STORED DATA:
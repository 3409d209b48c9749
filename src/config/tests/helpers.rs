//! Shared test helpers for configuration tests.

use ortho_config::MergeComposer;
use serde_json::Value;

use crate::TactfulConfig;

/// Applies a configuration layer to the composer based on the layer type.
pub fn apply_layer(composer: &mut MergeComposer, layer_type: &str, value: Value) {
    match layer_type {
        "defaults" => composer.push_defaults(value),
        "file" => composer.push_file(value, None),
        "environment" => composer.push_environment(value),
        "cli" => composer.push_cli(value),
        _ => panic!("unknown layer type: {layer_type}"),
    }
}

/// Helper to compose a [`TactfulConfig`] from a sequence of `(layer_type, value)` pairs.
pub fn build_config_from_layers(layers: &[(&str, Value)]) -> TactfulConfig {
    let mut composer = MergeComposer::new();

    for (layer_type, value) in layers {
        apply_layer(&mut composer, layer_type, value.clone());
    }

    TactfulConfig::merge_from_layers(composer.layers()).expect("merge should succeed")
}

YOUR OBJECTIVE: Transcribe the material above. Change nothing in it.

RESULT OF THE TASK:
repository 3409d209b48c9749
filename src/config/tests/helpers.rs
//! Shared test helpers for configuration tests.

use ortho_config::MergeComposer;
use serde_json::Value;

use crate::TactfulConfig;

/// Applies a configuration layer to the composer based on the layer type.
pub fn apply_layer(composer: &mut MergeComposer, layer_type: &str, value: Value) {
    match layer_type {
        "defaults" => composer.push_defaults(value),
        "file" => composer.push_file(value, None),
        "environment" => composer.push_environment(value),
        "cli" => composer.push_cli(value),
        _ => panic!("unknown layer type: {layer_type}"),
    }
}

/// Helper to compose a [`TactfulConfig`] from a sequence of `(layer_type, value)` pairs.
pub fn build_config_from_layers(layers: &[(&str, Value)]) -> TactfulConfig {
    let mut composer = MergeComposer::new();

    for (layer_type, value) in layers {
        apply_layer(&mut composer, layer_type, value.clone());
    }

    TactfulConfig::merge_from_layers(composer.layers()).expect("merge should succeed")
}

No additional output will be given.